I governatori di 11 delle 23 province argentine hanno dichiarato lo stato di emergenza economica e successivamente hanno annunciato i loro piani di controllo e riduzione della spesa pubblica, viste le misure adottate questa settimana dal governo Milei. Le province non potranno pagare gli stipendi ai funzionari questo mese e il prossimo gennaio

Se qualcuno della classe media sognava che il suo sogno di dollarizzazione si realizzasse (per risparmiare, viaggiare o proteggersi dai soliti shock inflazionistici), si è ritrovato sorpreso da una svalutazione del 118%, che ha attaccato il sogno delle classi medie di dollarizzare il Paese. Oggi il dollaro è diventato praticamente irraggiungibile per coloro che cercano questa valuta come strumento di risparmio, investimento, viaggio o anche per proteggersi da shock inflazionistici come questo.

Ha instillato la paura nei cittadini, assicurando che se il suo shock economico non fosse stato applicato, ci sarebbe stata un’iperinflazione del tremila per cento annuo (prima del suo insediamento era già al 160%) e li ha “convinti” della necessità di un aggiustamento necessario e temporaneo. Ma il fatto reale è che in una settimana i prezzi – cibo, servizi, trasporti, carburante – aumentano di giorno in giorno: il prezzo del cibo si è addirittura triplicato e con la soppressione dei sussidi, i trasporti pubblici (autobus, treni) non possono essere pagati dai lavoratori.

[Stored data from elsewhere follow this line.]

#[cfg(test)]
mod tests {
    use approx::assert_relative_eq;
    use nalgebra::Point3;

    use super::*;

    const RAW: [Label; 8] = [10, 20, 30, 40, 50, 60, 70, 80];

    fn cube(interpolation: Interpolation) -> Sampler {
        let grid = Grid::unit([2, 2, 2]).unwrap();
        let voxels = VoxelBuffer::from_raw([2, 2, 2], RAW.to_vec()).unwrap();
        Sampler::new(grid, voxels)
            .unwrap()
            .with_interpolation(interpolation)
    }

    /// 4 x 3 x 2 grid, anisotropic spacing, label = linear index.
    fn ramp(interpolation: Interpolation) -> Sampler {
        let dims = [4, 3, 2];
        let grid = Grid::new(dims, [0.5, 2.0, 1.5]).unwrap();
        let voxels =
            VoxelBuffer::from_fn(dims, |i, j, k| crate::buffer::linear_index(dims, i, j, k) as Label);
        Sampler::new(grid, voxels)
            .unwrap()
            .with_interpolation(interpolation)
    }

    #[test]
    fn defaults_to_trilinear() {
        let sampler: Sampler = Sampler::unloaded(Grid::unit([2, 2, 2]).unwrap());
        assert_eq!(sampler.interpolation(), Interpolation::Trilinear);
    }

    #[test]
    fn rejects_mismatched_buffer() {
        let grid = Grid::unit([2, 4, 1]).unwrap();
        let voxels = VoxelBuffer::zeroed([4, 2, 1]);
        assert_eq!(
            Sampler::<f64>::new(grid, voxels).err(),
            Some(VoxelFieldError::DimensionMismatch {
                grid: [2, 4, 1],
                buffer: [4, 2, 1]
            })
        );
    }

    #[test]
    fn nearest_reproduces_every_voxel() {
        let sampler = ramp(Interpolation::Nearest);
        for k in 0..2 {
            for j in 0..3 {
                for i in 0..4 {
                    let p = sampler.point(i, j, k);
                    let expected = sampler.value(i, j, k).unwrap() as f64;
                    assert_eq!(sampler.evaluate(&p), expected, "voxel ({i}, {j}, {k})");
                }
            }
        }
    }

    #[test]
    fn nearest_rounds_half_up() {
        let sampler = cube(Interpolation::Nearest);
        assert_eq!(sampler.evaluate(&Point::new(0.49, 0.0, 0.0)), 10.0);
        assert_eq!(sampler.evaluate(&Point::new(0.5, 0.0, 0.0)), 20.0);
        assert_eq!(sampler.evaluate(&Point::new(1.49, 0.0, 0.0)), 20.0);
        assert_eq!(sampler.evaluate(&Point::new(1.5, 0.0, 0.0)), 0.0);
    }

    #[test]
    fn nearest_just_below_origin() {
        let sampler = cube(Interpolation::Nearest);
        assert_eq!(sampler.nearest_voxel(&Point::new(-0.4, 0.0, 0.0)), Some([0, 0, 0]));
        assert_eq!(sampler.nearest_voxel(&Point::new(-0.5, 0.0, 0.0)), Some([0, 0, 0]));
        assert_eq!(sampler.nearest_voxel(&Point::new(-0.6, 0.0, 0.0)), None);
        assert_eq!(sampler.evaluate(&Point::new(-0.4, 0.0, 0.0)), 10.0);
        assert_eq!(sampler.evaluate(&Point::new(0.0, -0.6, 0.0)), 0.0);
    }

    #[test]
    fn nan_samples_as_zero() {
        for mode in [Interpolation::Nearest, Interpolation::Trilinear] {
            let sampler = cube(mode);
            assert_eq!(sampler.evaluate(&Point::new(f64::NAN, 0.0, 0.0)), 0.0);
        }
    }

    #[test]
    fn trilinear_hits_voxel_values_on_nodes() {
        let sampler = ramp(Interpolation::Trilinear);
        for k in 0..2 {
            for j in 0..3 {
                for i in 0..4 {
                    let p = sampler.point(i, j, k);
                    let expected = sampler.value(i, j, k).unwrap() as f64;
                    assert_relative_eq!(sampler.evaluate(&p), expected, epsilon = 1e-9);
                }
            }
        }
    }

    #[test]
    fn trilinear_blends_between_nodes() {
        let sampler = cube(Interpolation::Trilinear);
        assert_relative_eq!(sampler.evaluate(&Point::new(0.5, 0.5, 0.5)), 45.0);
        assert_relative_eq!(sampler.evaluate(&Point::new(0.5, 0.0, 0.0)), 15.0);
        assert_relative_eq!(sampler.evaluate(&Point::new(0.0, 0.0, 0.25)), 20.0);
    }

    #[test]
    fn trilinear_is_linear_along_a_ramp() {
        // label = i + 4j + 12k, a linear function of position.
        let sampler = ramp(Interpolation::Trilinear);
        let p = Point::new(0.8, 3.1, 0.6);
        let expected = p.x / 0.5 + 4.0 * p.y / 2.0 + 12.0 * p.z / 1.5;
        assert_relative_eq!(sampler.evaluate(&p), expected, epsilon = 1e-9);
    }

    #[test]
    fn trilinear_far_face_uses_boundary_layer() {
        let sampler = ramp(Interpolation::Trilinear);
        let [ex, ey, ez] = sampler.grid().extents();
        assert_relative_eq!(sampler.evaluate(&Point::new(ex, ey, ez)), 23.0);
        assert_relative_eq!(sampler.evaluate(&Point::new(ex, 0.0, 0.0)), 3.0);
        assert_relative_eq!(sampler.evaluate(&Point::new(ex, ey, 0.75)), 17.0);
    }

    #[test]
    fn trilinear_on_flat_axis() {
        let dims = [3, 1, 1];
        let grid = Grid::unit(dims).unwrap();
        let voxels = VoxelBuffer::from_raw(dims, vec![0, 100, 200]).unwrap();
        let sampler: Sampler = Sampler::new(grid, voxels).unwrap();
        assert_relative_eq!(sampler.evaluate(&Point::new(1.5, 0.0, 0.0)), 150.0);
        assert_eq!(sampler.evaluate(&Point::new(1.5, 0.1, 0.0)), 0.0);
    }

    #[test]
    fn outside_is_zero_in_both_modes() {
        for mode in [Interpolation::Nearest, Interpolation::Trilinear] {
            let sampler = cube(mode);
            for p in [
                Point::new(-1.0, 0.5, 0.5),
                Point::new(0.5, 2.0, 0.5),
                Point::new(0.5, 0.5, 10.0),
                Point::new(100.0, 100.0, 100.0),
            ] {
                assert_eq!(sampler.evaluate(&p), 0.0, "{mode:?} at {p}");
            }
        }
    }

    #[test]
    fn trilinear_rejects_just_past_far_face() {
        let sampler = cube(Interpolation::Trilinear);
        assert_eq!(sampler.evaluate(&Point::new(1.0 + 1e-9, 1.0, 1.0)), 0.0);
        assert_relative_eq!(sampler.evaluate(&Point::new(1.0, 1.0, 1.0)), 80.0);
    }

    #[test]
    fn unloaded_samples_zero() {
        let mut sampler: Sampler = Sampler::unloaded(Grid::unit([2, 2, 2]).unwrap());
        assert!(sampler.is_empty());
        for mode in [Interpolation::Nearest, Interpolation::Trilinear] {
            sampler.set_interpolation(mode);
            assert_eq!(sampler.evaluate(&Point::new(0.5, 0.5, 0.5)), 0.0);
        }
        assert_eq!(sampler.threshold(0, 1, 0), 0);
        assert_eq!(sampler.compute_min_max(), (0.0, 0.0));
    }

    #[test]
    fn mode_switch_applies_to_next_call() {
        let mut sampler = cube(Interpolation::Nearest);
        let p = Point::new(0.4, 0.0, 0.0);
        assert_eq!(sampler.evaluate(&p), 10.0);
        sampler.set_interpolation(Interpolation::Trilinear);
        assert_relative_eq!(sampler.evaluate(&p), 14.0);
    }

    #[test]
    fn min_max_is_cached() {
        let mut sampler = cube(Interpolation::Nearest);
        assert_eq!((sampler.min_value(), sampler.max_value()), (0.0, 0.0));
        assert_eq!(sampler.compute_min_max(), (10.0, 80.0));
        assert_eq!((sampler.min_value(), sampler.max_value()), (10.0, 80.0));

        // Not refreshed until the next scan.
        sampler.voxels_mut().set(0, 0, 0, 0).unwrap();
        assert_eq!(sampler.min_value(), 10.0);
        assert_eq!(sampler.compute_min_max(), (0.0, 80.0));
    }

    #[test]
    fn threshold_then_sample() {
        let mut sampler = cube(Interpolation::Nearest);
        assert_eq!(sampler.threshold(50, 1, 0), 1);
        assert_eq!(sampler.evaluate(&Point::new(0.0, 0.0, 1.0)), 1.0);
        assert_eq!(sampler.evaluate(&Point::new(1.0, 1.0, 1.0)), 0.0);
    }

    #[test]
    fn clone_keeps_range_and_owns_voxels() {
        let mut sampler = cube(Interpolation::Nearest);
        sampler.compute_min_max();
        let copy = sampler.clone();
        sampler.threshold(10, 255, 0);

        assert_eq!(copy.value(0, 0, 0), Ok(10));
        assert_eq!(copy.max_value(), 80.0);
        assert_eq!(copy.interpolation(), Interpolation::Nearest);
        assert_eq!(sampler.value(0, 0, 0), Ok(255));
    }

    #[test]
    fn works_with_f32_and_plain_arrays() {
        let grid = Grid::unit([2, 2, 2]).unwrap();
        let voxels = VoxelBuffer::from_raw([2, 2, 2], RAW.to_vec()).unwrap();
        let sampler: Sampler<f32, [f32; 3]> = Sampler::new(grid, voxels).unwrap();
        assert_relative_eq!(sampler.evaluate(&[0.5, 0.5, 0.5]), 45.0_f32);

        let nearest: Sampler<f32, Point3<f32>> =
            Sampler::new(grid, VoxelBuffer::from_raw([2, 2, 2], RAW.to_vec()).unwrap())
                .unwrap()
                .with_interpolation(Interpolation::Nearest);
        assert_eq!(nearest.evaluate(&nearest.point(1, 1, 1)), 80.0_f32);
    }

    #[test]
    fn f32_points_on_far_face_are_inside() {
        let dims = [3, 3, 3];
        let grid = Grid::new(dims, [0.1; 3]).unwrap();
        let voxels = VoxelBuffer::from_fn(dims, |_, _, _| 42);
        let mut sampler: Sampler<f32, Point3<f32>> = Sampler::new(grid, voxels).unwrap();

        let far = sampler.point(2, 2, 2);
        assert_relative_eq!(sampler.evaluate(&far), 42.0_f32);
        assert_relative_eq!(sampler.evaluate(&sampler.point(1, 2, 2)), 42.0_f32);
        assert_eq!(sampler.evaluate(&Point3::new(0.21_f32, 0.2, 0.2)), 0.0);

        sampler.set_interpolation(Interpolation::Nearest);
        assert_eq!(sampler.evaluate(&far), 42.0);
    }

    #[test]
    fn sampler_can_be_shared_across_threads() {
        fn assert_send_sync<S: Send + Sync>() {}
        assert_send_sync::<Sampler>();
        assert_send_sync::<Sampler<f32, [f32; 3]>>();
    }

    #[test]
    fn as_function_matches_evaluate() {
        let sampler = ramp(Interpolation::Trilinear);
        let f = sampler.as_function();
        let p = Point::new(1.1, 0.7, 0.3);
        assert_eq!(f(p), sampler.evaluate(&p));
    }
}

Il governo ha informato l’Unione Industriale Argentina della sua decisione di abrogare la Legge sull’Approvvigionamento, che consente allo Stato di imporre sanzioni contro la carenza deliberata di beni e servizi che coprono i bisogni essenziali, cercando così di sradicare ogni possibilità di intervento governativo, anche in situazioni di emergenza per la popolazione.

Ma mancano ancora quasi due settimane all’inizio del nuovo anno, che si preannuncia disastroso e catastrofico per la stragrande maggioranza di un Paese dove il 40% vive già in povertà: quel giorno entrerà in vigore il ritiro del sostegno statale ai servizi di base (luce, acqua, gas), in una nuova e grande tariffa ai danni dei cittadini.

Il governo ha anche eliminato il contenimento dei prezzi degli affitti e li ha dollarizzati, una misura che penalizzerà gli inquilini.

Il nuovo anno sarà duro. Non hanno lasciato spazio alla nostalgia visto che anche questa democrazia, così oltraggiata e svuotata di contenuti, è in pericolo. È un soggetto storico quello che deve ricomporre le sue forze, ricreare le sue strategie e i suoi linguaggi, perché, senza dubbio, il dialogo con il “grande popolo argentino” si è interrotto.

Nessuno – peronisti, radicali, trotskisti, comunisti, centristi, sindacalisti, leader sociali – si salva da ciò che verrà ed è urgentemente necessaria una riorganizzazione popolare, che dovrebbe essere fatta dal basso: l’unica cosa che si costruisce dall’alto è un pozzo.

di Aram Aharonian, giornalista e comunicatore uruguaiano, master in Integrazione, ideatore e fondatore di Telesur. Presiede la Fondazione per l’Integrazione Latinoamericana (FILA) e dirige il Centro Latinoamericano di Analisi Strategica (CLAE).

Note

Ndt. 1): Come nei collaudati regimi fascisti e nazisti del secolo scorso, altoparlanti e schermi giganti ricordano permanentemente alla gente, nelle stazioni e nelle piazze, che manifestare è vietato e disobbedire costa caro. Ciliegina sulla torta, questi messaggi incitano anche alla delazione. Ma a quanto pare gli argentini non si sono fatti intimidire più di tanto e, una volta annunciato il decreto di Milei che cancella circa 30 leggi che potevano essere di sostegno alle classi disagiate, sono scesi in massa nelle piazze con le casseruole a protestare.